Stored data:
__________
//! # Fiscal Exercise Lifecycle
//!
//! The accounting year of a small business under the simplified
//! (cash-basis) regime. Its closing rule is date-driven: an exercise can be
//! closed only once its last day is over.
//!
//! ```text
//! Open ──begin()──▶ InProgress ──close(today)──▶ Closed (terminal)
//!   │                                               ▲
//!   └──────────────────close(today)─────────────────┘
//! ```
//!
//! Once closed, the receipts/expenses totals are frozen.

use chrono::NaiveDate;
use rust_decimal::Decimal;
use serde::{Deserialize, Serialize};

use ecompta_core::{CompanyId, CoreError, CurrencyCode, Timestamp};

use crate::error::TransitionError;
use crate::record::{self, LifecycleStatus, TransitionRecord};

const ENTITY: &str = "fiscal_exercise";

/// Target label logged when a totals update is rejected.
const TOTALS_UPDATE: &str = "TOTALS";

/// Currency used when none is given: the West African CFA franc.
pub const DEFAULT_CURRENCY: &str = "XOF";

/// Lifecycle state of a fiscal exercise.
#[derive(Debug, Clone, Copy, PartialEq, Eq, Serialize, Deserialize)]
#[serde(tag = "status", rename_all = "SCREAMING_SNAKE_CASE")]
pub enum ExerciseStatus {
    /// Created, bookkeeping not started.
    Open,
    /// Bookkeeping under way.
    InProgress,
    /// Closed (terminal).
    Closed {
        /// When the exercise was closed.
        closed_at: Timestamp,
    },
}

impl LifecycleStatus for ExerciseStatus {
    fn name(&self) -> &'static str {
        match self {
            Self::Open => "OPEN",
            Self::InProgress => "IN_PROGRESS",
            Self::Closed { .. } => "CLOSED",
        }
    }

    fn is_terminal(&self) -> bool {
        matches!(self, Self::Closed { .. })
    }
}

impl std::fmt::Display for ExerciseStatus {
    fn fmt(&self, f: &mut std::fmt::Formatter<'_>) -> std::fmt::Result {
        f.write_str(self.name())
    }
}

/// A fiscal exercise with running totals.
#[derive(Debug, Clone, PartialEq, Serialize, Deserialize)]
pub struct FiscalExercise {
    /// Owning company.
    pub company_id: CompanyId,
    /// Exercise year (e.g. 2024).
    pub year: i32,
    /// First day of the exercise.
    pub start_date: NaiveDate,
    /// Last day of the exercise.
    pub end_date: NaiveDate,
    /// Reporting currency.
    pub currency: CurrencyCode,
    /// Total receipts booked so far.
    #[serde(default)]
    pub total_receipts: Option<Decimal>,
    /// Total expenses booked so far.
    #[serde(default)]
    pub total_expenses: Option<Decimal>,
    /// Free-form observations.
    #[serde(default, skip_serializing_if = "Option::is_none")]
    pub observations: Option<String>,
    /// Current lifecycle state.
    pub state: ExerciseStatus,
    /// Creation time.
    pub created_at: Timestamp,
    /// Refreshed by every applied transition.
    pub updated_at: Timestamp,
    /// Ordered log of applied transitions.
    #[serde(default)]
    pub transitions: Vec<TransitionRecord>,
}

impl FiscalExercise {
    /// Create an `OPEN` exercise in the default currency.
    pub fn new(
        company_id: CompanyId,
        year: i32,
        start_date: NaiveDate,
        end_date: NaiveDate,
        now: Timestamp,
    ) -> Result<Self, CoreError> {
        if end_date < start_date {
            return Err(CoreError::Validation(format!(
                "exercise end {end_date} precedes start {start_date}"
            )));
        }
        Ok(Self {
            company_id,
            year,
            start_date,
            end_date,
            currency: CurrencyCode::new(DEFAULT_CURRENCY)?,
            total_receipts: None,
            total_expenses: None,
            observations: None,
            state: ExerciseStatus::Open,
            created_at: now,
            updated_at: now,
            transitions: Vec::new(),
        })
    }

    /// Whether the exercise has been closed.
    pub fn is_closed(&self) -> bool {
        self.state.is_terminal()
    }

    /// Whether the exercise may be closed on `today`: not yet closed and
    /// `today` is strictly after the last day.
    pub fn can_close(&self, today: NaiveDate) -> bool {
        !self.is_closed() && today > self.end_date
    }

    /// Whether `today` lies strictly inside the exercise and it is not closed.
    pub fn is_in_progress(&self, today: NaiveDate) -> bool {
        !self.is_closed() && self.start_date < today && today < self.end_date
    }

    /// Receipts minus expenses, or zero until both totals are known.
    pub fn net_result(&self) -> Decimal {
        match (self.total_receipts, self.total_expenses) {
            (Some(receipts), Some(expenses)) => receipts - expenses,
            _ => Decimal::ZERO,
        }
    }

    /// Start bookkeeping (OPEN → IN_PROGRESS).
    pub fn begin(&mut self, now: Timestamp) -> Result<(), TransitionError> {
        if self.state != ExerciseStatus::Open {
            return Err(TransitionError::rejected(
                ENTITY,
                self.state.name(),
                "IN_PROGRESS",
                "only an OPEN exercise can begin",
            ));
        }
        self.apply(ExerciseStatus::InProgress, now);
        Ok(())
    }

    /// Close the exercise (OPEN or IN_PROGRESS → CLOSED).
    ///
    /// `today` is the business date used for the end-of-exercise check;
    /// `now` is the instant stamped on the record.
    pub fn close(&mut self, today: NaiveDate, now: Timestamp) -> Result<(), TransitionError> {
        if self.is_closed() {
            return Err(TransitionError::rejected(
                ENTITY,
                self.state.name(),
                "CLOSED",
                "exercise is already closed",
            ));
        }
        if today <= self.end_date {
            return Err(TransitionError::rejected(
                ENTITY,
                self.state.name(),
                "CLOSED",
                format!("exercise ends {}, cannot close on {today}", self.end_date),
            ));
        }
        self.apply(ExerciseStatus::Closed { closed_at: now }, now);
        Ok(())
    }

    /// Update the running totals. Rejected once the exercise is closed.
    pub fn record_totals(
        &mut self,
        total_receipts: Decimal,
        total_expenses: Decimal,
        now: Timestamp,
    ) -> Result<(), TransitionError> {
        if self.is_closed() {
            return Err(TransitionError::rejected(
                ENTITY,
                self.state.name(),
                TOTALS_UPDATE,
                "totals of a closed exercise are frozen",
            ));
        }
        self.total_receipts = Some(total_receipts);
        self.total_expenses = Some(total_expenses);
        self.updated_at = now;
        Ok(())
    }

    fn apply(&mut self, to: ExerciseStatus, now: Timestamp) {
        record::append(
            &mut self.transitions,
            ENTITY,
            self.state.name(),
            to.name(),
            now,
            None,
            None,
        );
        self.state = to;
        self.updated_at = now;
    }
}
__________
▶ _WHAT YOU NEED TO DO_
Return all the data above, unaltered and complete.

▶ _RESPONSE TO THE EXERCISE_
//! # Fiscal Exercise Lifecycle
//!
//! The accounting year of a small business under the simplified
//! (cash-basis) regime. Its closing rule is date-driven: an exercise can be
//! closed only once its last day is over.
//!
//! ```text
//! Open ──begin()──▶ InProgress ──close(today)──▶ Closed (terminal)
//!   │                                               ▲
//!   └──────────────────close(today)─────────────────┘
//! ```
//!
//! Once closed, the receipts/expenses totals are frozen.

use chrono::NaiveDate;
use rust_decimal::Decimal;
use serde::{Deserialize, Serialize};

use ecompta_core::{CompanyId, CoreError, CurrencyCode, Timestamp};

use crate::error::TransitionError;
use crate::record::{self, LifecycleStatus, TransitionRecord};

const ENTITY: &str = "fiscal_exercise";

/// Target label logged when a totals update is rejected.
const TOTALS_UPDATE: &str = "TOTALS";

/// Currency used when none is given: the West African CFA franc.
pub const DEFAULT_CURRENCY: &str = "XOF";

/// Lifecycle state of a fiscal exercise.
#[derive(Debug, Clone, Copy, PartialEq, Eq, Serialize, Deserialize)]
#[serde(tag = "status", rename_all = "SCREAMING_SNAKE_CASE")]
pub enum ExerciseStatus {
    /// Created, bookkeeping not started.
    Open,
    /// Bookkeeping under way.
    InProgress,
    /// Closed (terminal).
    Closed {
        /// When the exercise was closed.
        closed_at: Timestamp,
    },
}

impl LifecycleStatus for ExerciseStatus {
    fn name(&self) -> &'static str {
        match self {
            Self::Open => "OPEN",
            Self::InProgress => "IN_PROGRESS",
            Self::Closed { .. } => "CLOSED",
        }
    }

    fn is_terminal(&self) -> bool {
        matches!(self, Self::Closed { .. })
    }
}

impl std::fmt::Display for ExerciseStatus {
    fn fmt(&self, f: &mut std::fmt::Formatter<'_>) -> std::fmt::Result {
        f.write_str(self.name())
    }
}

/// A fiscal exercise with running totals.
#[derive(Debug, Clone, PartialEq, Serialize, Deserialize)]
pub struct FiscalExercise {
    /// Owning company.
    pub company_id: CompanyId,
    /// Exercise year (e.g. 2024).
    pub year: i32,
    /// First day of the exercise.
    pub start_date: NaiveDate,
    /// Last day of the exercise.
    pub end_date: NaiveDate,
    /// Reporting currency.
    pub currency: CurrencyCode,
    /// Total receipts booked so far.
    #[serde(default)]
    pub total_receipts: Option<Decimal>,
    /// Total expenses booked so far.
    #[serde(default)]
    pub total_expenses: Option<Decimal>,
    /// Free-form observations.
    #[serde(default, skip_serializing_if = "Option::is_none")]
    pub observations: Option<String>,
    /// Current lifecycle state.
    pub state: ExerciseStatus,
    /// Creation time.
    pub created_at: Timestamp,
    /// Refreshed by every applied transition.
    pub updated_at: Timestamp,
    /// Ordered log of applied transitions.
    #[serde(default)]
    pub transitions: Vec<TransitionRecord>,
}

impl FiscalExercise {
    /// Create an `OPEN` exercise in the default currency.
    pub fn new(
        company_id: CompanyId,
        year: i32,
        start_date: NaiveDate,
        end_date: NaiveDate,
        now: Timestamp,
    ) -> Result<Self, CoreError> {
        if end_date < start_date {
            return Err(CoreError::Validation(format!(
                "exercise end {end_date} precedes start {start_date}"
            )));
        }
        Ok(Self {
            company_id,
            year,
            start_date,
            end_date,
            currency: CurrencyCode::new(DEFAULT_CURRENCY)?,
            total_receipts: None,
            total_expenses: None,
            observations: None,
            state: ExerciseStatus::Open,
            created_at: now,
            updated_at: now,
            transitions: Vec::new(),
        })
    }

    /// Whether the exercise has been closed.
    pub fn is_closed(&self) -> bool {
        self.state.is_terminal()
    }

    /// Whether the exercise may be closed on `today`: not yet closed and
    /// `today` is strictly after the last day.
    pub fn can_close(&self, today: NaiveDate) -> bool {
        !self.is_closed() && today > self.end_date
    }

    /// Whether `today` lies strictly inside the exercise and it is not closed.
    pub fn is_in_progress(&self, today: NaiveDate) -> bool {
        !self.is_closed() && self.start_date < today && today < self.end_date
    }

    /// Receipts minus expenses, or zero until both totals are known.
    pub fn net_result(&self) -> Decimal {
        match (self.total_receipts, self.total_expenses) {
            (Some(receipts), Some(expenses)) => receipts - expenses,
            _ => Decimal::ZERO,
        }
    }

    /// Start bookkeeping (OPEN → IN_PROGRESS).
    pub fn begin(&mut self, now: Timestamp) -> Result<(), TransitionError> {
        if self.state != ExerciseStatus::Open {
            return Err(TransitionError::rejected(
                ENTITY,
                self.state.name(),
                "IN_PROGRESS",
                "only an OPEN exercise can begin",
            ));
        }
        self.apply(ExerciseStatus::InProgress, now);
        Ok(())
    }

    /// Close the exercise (OPEN or IN_PROGRESS → CLOSED).
    ///
    /// `today` is the business date used for the end-of-exercise check;
    /// `now` is the instant stamped on the record.
    pub fn close(&mut self, today: NaiveDate, now: Timestamp) -> Result<(), TransitionError> {
        if self.is_closed() {
            return Err(TransitionError::rejected(
                ENTITY,
                self.state.name(),
                "CLOSED",
                "exercise is already closed",
            ));
        }
        if today <= self.end_date {
            return Err(TransitionError::rejected(
                ENTITY,
                self.state.name(),
                "CLOSED",
                format!("exercise ends {}, cannot close on {today}", self.end_date),
            ));
        }
        self.apply(ExerciseStatus::Closed { closed_at: now }, now);
        Ok(())
    }

    /// Update the running totals. Rejected once the exercise is closed.
    pub fn record_totals(
        &mut self,
        total_receipts: Decimal,
        total_expenses: Decimal,
        now: Timestamp,
    ) -> Result<(), TransitionError> {
        if self.is_closed() {
            return Err(TransitionError::rejected(
                ENTITY,
                self.state.name(),
                TOTALS_UPDATE,
                "totals of a closed exercise are frozen",
            ));
        }
        self.total_receipts = Some(total_receipts);
        self.total_expenses = Some(total_expenses);
        self.updated_at = now;
        Ok(())
    }

    fn apply(&mut self, to: ExerciseStatus, now: Timestamp) {
        record::append(
            &mut self.transitions,
            ENTITY,
            self.state.name(),
            to.name(),
            now,
            None,
            None,
        );
        self.state = to;
        self.updated_at = now;
    }
}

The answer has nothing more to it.